Poesie
Alla sbarra
In uno spazio quadrato di specchi,
nel brillante battere di un quattro quarti
su tasti neri e color dell’avorio,
cerco l’impossibile armonia delle membra
sferzando l’aria che sanguina sulla pelle
in gocce di sudore che ghiacciano i polmoni.
Sento il peso dei muscoli, la sofferenza dei legamenti
lo scoppiettio delle ossa come legna al fuoco,
le unghie degli alluci che rientrano nella carne
in una coltellata livida e stagnante
che fa battere il tempo e le arterie.
Il ginocchio cede al passo del vuoto,
le vertebre sussultano in un gioco elastico,
la pelle si gonfia, si spacca, lacrima nell’arsura di gesso
la cui sua durezza è il sostegno della menzogna.

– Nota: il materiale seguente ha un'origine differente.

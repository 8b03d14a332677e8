//! Forest of depth-1 trees with per-tree incremental application.

use ndarray::Array2;
use serde::{Deserialize, Serialize};

use crate::data::DatasetView;
use crate::error::{EvalError, Result};
use crate::utils::Parallelism;

/// Objects per parallel work item when applying a tree.
const APPLY_CHUNK: usize = 4096;

/// One boosted tree: either a constant or a single threshold split.
///
/// Values at or below `threshold` (and NaN) go left.
#[derive(Debug, Clone, PartialEq, Serialize, Deserialize)]
pub enum Tree {
    Leaf {
        value: f32,
    },
    Stump {
        feature: u32,
        threshold: f32,
        left: f32,
        right: f32,
        /// Loss reduction achieved by the split.
        gain: f64,
    },
}

impl Tree {
    #[inline]
    pub fn predict(&self, value: f32) -> f32 {
        match *self {
            Tree::Leaf { value: leaf } => leaf,
            Tree::Stump {
                threshold,
                left,
                right,
                ..
            } => {
                if value.is_nan() || value <= threshold {
                    left
                } else {
                    right
                }
            }
        }
    }

    /// Split feature, if any.
    #[inline]
    pub fn split_feature(&self) -> Option<u32> {
        match *self {
            Tree::Leaf { .. } => None,
            Tree::Stump { feature, .. } => Some(feature),
        }
    }
}

/// Structural validation errors for [`Forest`].
#[derive(Debug, Clone, PartialEq, Eq)]
pub enum ForestValidationError {
    BaseScoreLenMismatch { n_groups: u32, len: usize },
    TreeGroupOutOfRange { tree_idx: usize, group: u32, n_groups: u32 },
}

/// Additive ensemble of [`Tree`]s with a per-group base score.
#[derive(Debug, Clone, PartialEq, Serialize, Deserialize)]
pub struct Forest {
    trees: Vec<Tree>,
    tree_groups: Vec<u32>,
    n_groups: u32,
    base_score: Vec<f32>,
}

impl Forest {
    /// Create an empty forest with `n_groups` outputs.
    pub fn new(n_groups: u32) -> Self {
        Self {
            trees: Vec::new(),
            tree_groups: Vec::new(),
            n_groups,
            base_score: vec![0.0; n_groups as usize],
        }
    }

    pub fn with_base_score(mut self, base_score: Vec<f32>) -> Self {
        debug_assert_eq!(base_score.len(), self.n_groups as usize);
        self.base_score = base_score;
        self
    }

    pub fn push_tree(&mut self, tree: Tree, group: u32) {
        debug_assert!(group < self.n_groups, "group out of range");
        self.trees.push(tree);
        self.tree_groups.push(group);
    }

    #[inline]
    pub fn n_trees(&self) -> usize {
        self.trees.len()
    }

    #[inline]
    pub fn n_groups(&self) -> u32 {
        self.n_groups
    }

    #[inline]
    pub fn base_score(&self) -> &[f32] {
        &self.base_score
    }

    #[inline]
    pub fn tree(&self, idx: usize) -> &Tree {
        &self.trees[idx]
    }

    pub fn trees(&self) -> impl Iterator<Item = &Tree> {
        self.trees.iter()
    }

    pub fn validate(&self) -> std::result::Result<(), ForestValidationError> {
        if self.base_score.len() != self.n_groups as usize {
            return Err(ForestValidationError::BaseScoreLenMismatch {
                n_groups: self.n_groups,
                len: self.base_score.len(),
            });
        }
        for (i, &g) in self.tree_groups.iter().enumerate() {
            if g >= self.n_groups {
                return Err(ForestValidationError::TreeGroupOutOfRange {
                    tree_idx: i,
                    group: g,
                    n_groups: self.n_groups,
                });
            }
        }
        Ok(())
    }

    /// Approx buffer `[n_groups, n_objects]` filled with the base score.
    pub fn init_approx(&self, n_objects: usize) -> Array2<f32> {
        let mut approx = Array2::zeros((self.n_groups as usize, n_objects));
        for (mut row, &base) in approx.outer_iter_mut().zip(&self.base_score) {
            row.fill(base);
        }
        approx
    }

    /// Add the contribution of tree `idx` to `approx`.
    ///
    /// Objects are processed in parallel chunks when `parallelism` allows.
    pub fn apply_tree<D: DatasetView>(
        &self,
        idx: usize,
        dataset: &D,
        approx: &mut Array2<f32>,
        parallelism: Parallelism,
    ) -> Result<()> {
        let tree = self.trees.get(idx).ok_or_else(|| {
            EvalError::Internal(format!("tree {idx} out of range ({} trees)", self.trees.len()))
        })?;
        let group = self.tree_groups[idx] as usize;
        let mut row = approx.row_mut(group);
        let out = row
            .as_slice_mut()
            .ok_or_else(|| EvalError::Internal("approx buffer is not contiguous".into()))?;

        match tree.split_feature() {
            None => {
                let value = tree.predict(0.0);
                parallelism.maybe_par_chunks_mut(out, APPLY_CHUNK, |_, chunk| {
                    chunk.iter_mut().for_each(|a| *a += value);
                });
            }
            Some(feature) => {
                let values = dataset.feature_values(feature);
                let values: &[f32] = &values;
                parallelism.maybe_par_chunks_mut(out, APPLY_CHUNK, |offset, chunk| {
                    for (i, a) in chunk.iter_mut().enumerate() {
                        *a += tree.predict(values[offset + i]);
                    }
                });
            }
        }
        Ok(())
    }

    /// Full model output on `dataset`.
    pub fn predict<D: DatasetView>(&self, dataset: &D, parallelism: Parallelism) -> Result<Array2<f32>> {
        let mut approx = self.init_approx(dataset.n_objects() as usize);
        for idx in 0..self.trees.len() {
            self.apply_tree(idx, dataset, &mut approx, parallelism)?;
        }
        Ok(approx)
    }
}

Nel profondo respiro di movimenti imprigionati
l’infinito è incatenato dall’avidità del corpo,
il riflesso inganna lo sguardo,
con una bugia invadente e fatale.
La gravità nemica dei salti attira verso il baratro
dove l’equilibrio è l’eterna incertezza dei giri
e la brevità strutturale di queste linee
anticipa troppo presto la mia fine.
Il verbo
In una lingua che non ho scelto
mi sforzo di trovare un ordine alle idee
provo a cercare un senso alle parole a me oscure
a partire dal suono che dà loro una forma invisibile.
So che da qualche parte qualcuno
ha un dizionario infallibile
e si diverte a vedermi affannare nel rincorrere
bolle di parole che scoppiano
nel momento in cui le mie dita si avvicinano
alla loro iridescenza ingannevole e abbagliante.
E allora suoni distorti e sillabe confuse si sovraffollano
nella mia memoria labile e frustrata,
e quando finalmente credo di aver trovato
l’acqua e il sapone del mio pensiero, subito
mi tradisco con parole infedeli
in cui non mi riconosco.
Tango
Ad occhi chiusi sollevo le braccia,
si diffonde un segreto ancestrale,
incontro le braccia di qualcuno
che non sono quelle di ieri
né saranno quelle di domani,
precipitiamo nelle dune marine
di questo pensiero triste
e affondiamo nel calore umano
di respiri e parole silenziose,
nel palpito dell’improvvisazione speculare.
Potrei aprire gli occhi per vedere chi è,
ma non lo farò perché
voglio raccontargli la mia storia
con l’intensità della mia forza
e l’oscenità della mia leggerezza.
Scivolando come sull’acqua,
disegniamo forme geometriche
con compassi di gambe e punte di piedi.
Negli infiniti spazi l’aria è complice
e io dimoro nei suoi contorni,
seguendolo come lo specchio
e mi ripongo nella sua sostanza
nel tentativo di annullare la mia eccedenza.
Prigionieri e uomini di mare cantano
poesie di controtempi alternati
per i nostri incatenamenti sinuosi
che si articolano in un virtuosismo dell’anima
per poi sciogliersi e ripetersi nuovamente.
Pochi istanti e siamo gettati nell’inconoscibile
che scandisce la nostra morte quotidiana.
Poi, un silenzio breve come l’infinito,
mette fine ad ogni cosa, le braccia si separano
e io apro gli occhi, lo vedo per la prima volta
è, come me, un’ombra muta e senza nome.